Muscle activity increases physiological demands
Sensory nerves detect muscular contractions and signal CNS
Substantial and prolonged increase in blood flow
* Up to a 600% increase from resting state
* Increased cardiac output to body
* Increased blood return from the body
* Frank-Sterling Reflex: Heart pumps harder, when volume of blood is increased
Endocrine activity:
* Epinephrine/Adrenaline
* Cortisol
* Beta-endorphin
Endocrine changes during exercise
Epinephrine/Adrenaline
* Increase force of heart contractions. Dilate blood vessels
* Release stored fat to be turned to energy
Cortisol
* Release stored fats and glucose to be turned into energy
* Aids conversion of proteins into glucose
Beta-endorphin
* Released from pituitary gland with ACTH release in about equal amounts.
* Beta-endorphin and ACTH made from same precursor molecule.
* Reduce pain and discomfort from exercise.
* May promote positive mood. Reduce negative emotions.
Preparation for Exercise vs. Active Exercise
Preparation for Exercise
1) Primarily top-down
2) Increased blood pressure:
- Increased cardiac output
- Increase vasoconstriction
- Heart pumps harder, but the blood vessels are narrowed
Active Exercise:
1) Primarily bottom-up
2) Increased blood pressure:
* Increase cardiac output
* Increased blood return to the heart
* Increased vasodilation (widening of blood vessels)
* Heart pumps harder, but the blood vessels are more relaxed
Why is Exercise Good For You?
- Exercise is a stressor
- The body responds to cope with stressors
- Body can adapt to repeated exposure to a stressor
- Exercise can promote health and increase physical capacity when… :
1) Voluntary and meant to promote positive outcomes
2) Sufficient recovery time and resources
But, overtraining can be detrimental - Push body beyond it’s capacity to recovery
- Elevated cortisol levels and negative emotions
The Runner’s High?
- Described as a feeling of euphoria that long-distance runners can experience.
- Occurs after prolonged and sustained exercise.
- Prolonged effort, but not total overexertion.
- Related to elevated levels of endogenous opioids (like beta-endorphin).
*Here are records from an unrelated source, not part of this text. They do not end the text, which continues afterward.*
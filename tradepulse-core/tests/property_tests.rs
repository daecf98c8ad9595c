//! Property tests for pipeline invariants.
//!
//! Uses proptest to verify:
//! 1. RSI bounds and the minimum-window absence rule
//! 2. Stochastic degenerate-range fallback
//! 3. Pipeline idempotence (no hidden state or randomness)
//! 4. RSI monotonicity in the latest close
//! 5. Signal aggregation: strengths are exact sums; the BUY/SELL decision
//!    floor (reason strengths are fixed calibration constants, asserted
//!    as exact values on purpose)
//! 6. Stop-loss anchoring to the nearest support for BUY signals

use chrono::NaiveDate;
use proptest::prelude::*;
use tradepulse_core::analysis::{
    Analyzer, IndicatorEngine, RiskTargetCalculator, SignalAction, SupportResistance,
};
use tradepulse_core::domain::PriceSeries;
use tradepulse_core::indicators::Rsi;

// ── Strategies (proptest) ────────────────────────────────────────────

fn arb_close() -> impl Strategy<Value = f64> {
    (1.0..1000.0_f64).prop_map(|p| (p * 100.0).round() / 100.0)
}

fn arb_closes(max_len: usize) -> impl Strategy<Value = Vec<f64>> {
    prop::collection::vec(arb_close(), 0..max_len)
}

fn make_series(closes: &[f64]) -> PriceSeries {
    let base = NaiveDate::from_ymd_opt(2023, 1, 1).unwrap();
    let dates = (0..closes.len())
        .map(|i| base + chrono::Duration::days(i as i64))
        .collect();
    PriceSeries::from_parts(dates, closes.to_vec(), vec![750_000; closes.len()]).unwrap()
}

proptest! {
    /// Below 15 closes RSI is absent; at or above, it is within [0, 100].
    #[test]
    fn rsi_bounds_and_absence(closes in arb_closes(80)) {
        let rsi = Rsi::standard().compute(&closes);
        if closes.len() < 15 {
            prop_assert!(rsi.is_none());
        } else {
            let value = rsi.unwrap();
            prop_assert!((0.0..=100.0).contains(&value));
        }
    }

    /// A zero-range stochastic window always reads exactly 50.
    #[test]
    fn stochastic_degenerate_window_is_fifty(
        close in arb_close(),
        len in 14usize..60,
        price in arb_close(),
    ) {
        let closes = vec![close; len];
        let series = make_series(&closes);
        let bundle = IndicatorEngine::default().compute(&series, price);
        prop_assert_eq!(bundle.stochastic.unwrap().k, 50.0);
    }

    /// The pipeline has no hidden state: two runs agree exactly.
    #[test]
    fn analysis_is_idempotent(closes in arb_closes(60)) {
        let series = make_series(&closes);
        let analyzer = Analyzer::default();
        let a = analyzer.analyze("PROP", &series, None);
        let b = analyzer.analyze("PROP", &series, None);
        prop_assert_eq!(a, b);
    }

    /// Raising only the most recent close can never lower RSI.
    #[test]
    fn rsi_monotone_in_last_close(
        mut closes in prop::collection::vec(arb_close(), 15..40),
        bump in 0.01..50.0_f64,
    ) {
        let before = Rsi::standard().compute(&closes).unwrap();
        let last = closes.len() - 1;
        closes[last] += bump;
        let after = Rsi::standard().compute(&closes).unwrap();
        // Rounding to 2 dp keeps ordering up to half a cent of RSI.
        prop_assert!(after >= before - 0.005);
    }

    /// Strength sums and the decision floor hold for every reason set the
    /// trending-bullish strategy can produce.
    #[test]
    fn signal_aggregation_is_exact(
        rsi_pulled_back in any::<bool>(),
        above_vwap in any::<bool>(),
        diverging in any::<bool>(),
    ) {
        // Build a real series, then force the interesting indicator states
        // through a constructed bundle via the public synthesize path.
        use tradepulse_core::analysis::{MarketRegime, RegimeType, SignalSynthesizer};
        use tradepulse_core::domain::Trend;
        use tradepulse_core::indicators::{ObvValue, PricePosition, VwapValue};

        let series = make_series(&vec![100.0; 30]);
        let mut bundle = IndicatorEngine::default().compute(&series, 100.0);
        bundle.rsi = Some(if rsi_pulled_back { 35.0 } else { 55.0 });
        bundle.vwap = Some(VwapValue {
            value: 100.0,
            position: if above_vwap { PricePosition::Above } else { PricePosition::Below },
            distance_pct: 0.0,
        });
        bundle.obv = Some(ObvValue {
            value: 1_000,
            trend: Trend::Bullish,
            divergence: diverging,
        });

        let regime = MarketRegime {
            regime: RegimeType::Trending,
            direction: Trend::Bullish,
            strength: 0.5,
            adx_proxy: 50.0,
            ma_slope: 1.0,
        };
        let signal = SignalSynthesizer::default().synthesize(
            100.0,
            &bundle,
            &regime,
            &SupportResistance::default(),
        );

        let buy_strength: f64 = signal.entry_reasons.iter().map(|r| r.strength).sum();
        let sell_strength: f64 = signal.exit_reasons.iter().map(|r| r.strength).sum();

        let mut expected = 0.0;
        if rsi_pulled_back { expected += 0.7; }
        if above_vwap { expected += 0.6; }
        if rsi_pulled_back && diverging { expected += 0.9; }
        prop_assert!((buy_strength - expected).abs() < 1e-12);
        prop_assert_eq!(sell_strength, 0.0);

        if buy_strength > sell_strength && buy_strength >= 1.0 {
            prop_assert_eq!(signal.primary, SignalAction::Buy);
            prop_assert!((signal.strength - (buy_strength / 2.0).min(1.0)).abs() < 1e-12);
            prop_assert!((signal.confidence - (0.5 + buy_strength * 0.2).min(0.9)).abs() < 1e-12);
        } else {
            prop_assert_eq!(signal.primary, SignalAction::Hold);
        }
    }

    /// A BUY with a detected support always stops 2% under that support.
    #[test]
    fn buy_stop_anchors_to_support(
        price in 50.0..500.0_f64,
        support_frac in 0.5..0.99_f64,
        atr in 0.1..10.0_f64,
    ) {
        let support = price * support_frac;
        let levels = SupportResistance {
            nearest_support: Some(support),
            ..Default::default()
        };
        let targets = RiskTargetCalculator::default().calculate(
            price,
            SignalAction::Buy,
            &levels,
            Some(atr),
        );
        let expected = (support * 0.98 * 100.0).round() / 100.0;
        prop_assert_eq!(targets.stop_loss, expected);
        prop_assert!(targets.position_size_fraction >= 0.5);
        prop_assert!(targets.position_size_fraction <= 1.0);
    }
}
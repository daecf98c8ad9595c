//! Risk/reward targets: stop-loss, take-profit ladder, position size.
//!
//! Stops anchor to the nearest detected level when one exists (with a 2%
//! buffer past it), otherwise fall back to ATR multiples. ATR itself
//! defaults to 2% of price when the indicator is absent.
//!
//! A HOLD carries an informational symmetric ATR bracket rather than
//! zeroed targets, so consumers never render zero prices.

use serde::Serialize;

use crate::analysis::levels::SupportResistance;
use crate::analysis::signal::SignalAction;
use crate::indicators::round2;

/// Trailing-stop plan: start at the initial stop, ratchet in ATR steps.
#[derive(Debug, Clone, Copy, PartialEq, Serialize)]
pub struct TrailingPlan {
    pub initial: f64,
    pub step: f64,
}

/// Entry/exit price targets and sizing for one signal.
#[derive(Debug, Clone, PartialEq, Serialize)]
pub struct RiskTargets {
    pub entry_price: f64,
    pub stop_loss: f64,
    /// Three take-profit rungs, nearest first.
    pub take_profit: [f64; 3],
    /// Reward to the first rung over risk to the stop; 0 when risk is 0.
    pub risk_reward_ratio: f64,
    /// Suggested fraction of the normal position size, in [0, 1].
    pub position_size_fraction: f64,
    pub trailing: Option<TrailingPlan>,
}

#[derive(Debug, Clone)]
pub struct RiskTargetCalculator {
    /// ATR fallback as a fraction of price when the indicator is absent.
    atr_fallback_pct: f64,
    /// Buffer placed past the anchoring level (2%).
    level_buffer: f64,
}

impl Default for RiskTargetCalculator {
    fn default() -> Self {
        Self {
            atr_fallback_pct: 0.02,
            level_buffer: 0.02,
        }
    }
}

impl RiskTargetCalculator {
    /// Compute targets for the signal at `current_price`.
    pub fn calculate(
        &self,
        current_price: f64,
        action: SignalAction,
        levels: &SupportResistance,
        atr: Option<f64>,
    ) -> RiskTargets {
        let atr = atr.unwrap_or(current_price * self.atr_fallback_pct);

        let (stop_loss, take_profit, trailing) = match action {
            SignalAction::Buy => {
                let stop = levels
                    .nearest_support
                    .map(|s| s * (1.0 - self.level_buffer))
                    .unwrap_or(current_price - 2.0 * atr);
                let tp1 = levels
                    .nearest_resistance
                    .unwrap_or(current_price + 2.0 * atr);
                let ladder = [tp1, current_price + 3.0 * atr, current_price + 5.0 * atr];
                let trailing = TrailingPlan {
                    initial: round2(stop),
                    step: round2(atr * 0.5),
                };
                (stop, ladder, Some(trailing))
            }
            SignalAction::Sell => {
                let stop = levels
                    .nearest_resistance
                    .map(|r| r * (1.0 + self.level_buffer))
                    .unwrap_or(current_price + 2.0 * atr);
                let tp1 = levels.nearest_support.unwrap_or(current_price - 2.0 * atr);
                let ladder = [tp1, current_price - 3.0 * atr, current_price - 5.0 * atr];
                let trailing = TrailingPlan {
                    initial: round2(stop),
                    step: round2(atr * 0.5),
                };
                (stop, ladder, Some(trailing))
            }
            SignalAction::Hold => {
                // Informational bracket only: symmetric ATR band, no level
                // anchoring, no trailing plan.
                let stop = current_price - 2.0 * atr;
                let ladder = [
                    current_price + 2.0 * atr,
                    current_price + 3.0 * atr,
                    current_price + 5.0 * atr,
                ];
                (stop, ladder, None)
            }
        };

        let risk = (current_price - stop_loss).abs();
        let reward = (take_profit[0] - current_price).abs();
        let risk_reward_ratio = if risk > 0.0 {
            round2(reward / risk)
        } else {
            0.0
        };

        let position_size_fraction = if risk_reward_ratio >= 2.0 {
            1.0
        } else if risk_reward_ratio >= 1.5 {
            0.75
        } else {
            0.5
        };

        RiskTargets {
            entry_price: current_price,
            stop_loss: round2(stop_loss),
            take_profit: take_profit.map(round2),
            risk_reward_ratio,
            position_size_fraction,
            trailing,
        }
    }
}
- Endogenous opioids released from pituitary and specialized neurons.
- May also be related to increased levels of endocannabinoids.
The Fight or Flight Response
1) Fight or flight responses cause similar affects as exercise
2) Endocrine changes
* Epinephrine, Cortisol, Beta-endorphin
* Free up stored forms of energy
* Promote strength and vigor of physical reactions
3) Autonomic changes
* Enhance sympathetic activity
* Suppress parasympathetic activity
* Use energy, don’t conserve energy
“Fight-or-flight” refers to a prototypical stress response
- Tied to evolutionary drives for survival. Fight or flee a threat.
- Requires the same physiological and neuroendocrine changes as exercise.
- But… also prototypically very aversive (highly negative).
High activation: - Requires substantial metabolic change
Highly aversive: - Associated with negative emotions (Anxiety, Fear, Anger)
- Limited control/High stakes
Fight or flight for survival.
Your efforts may fail. And if you fail, you die.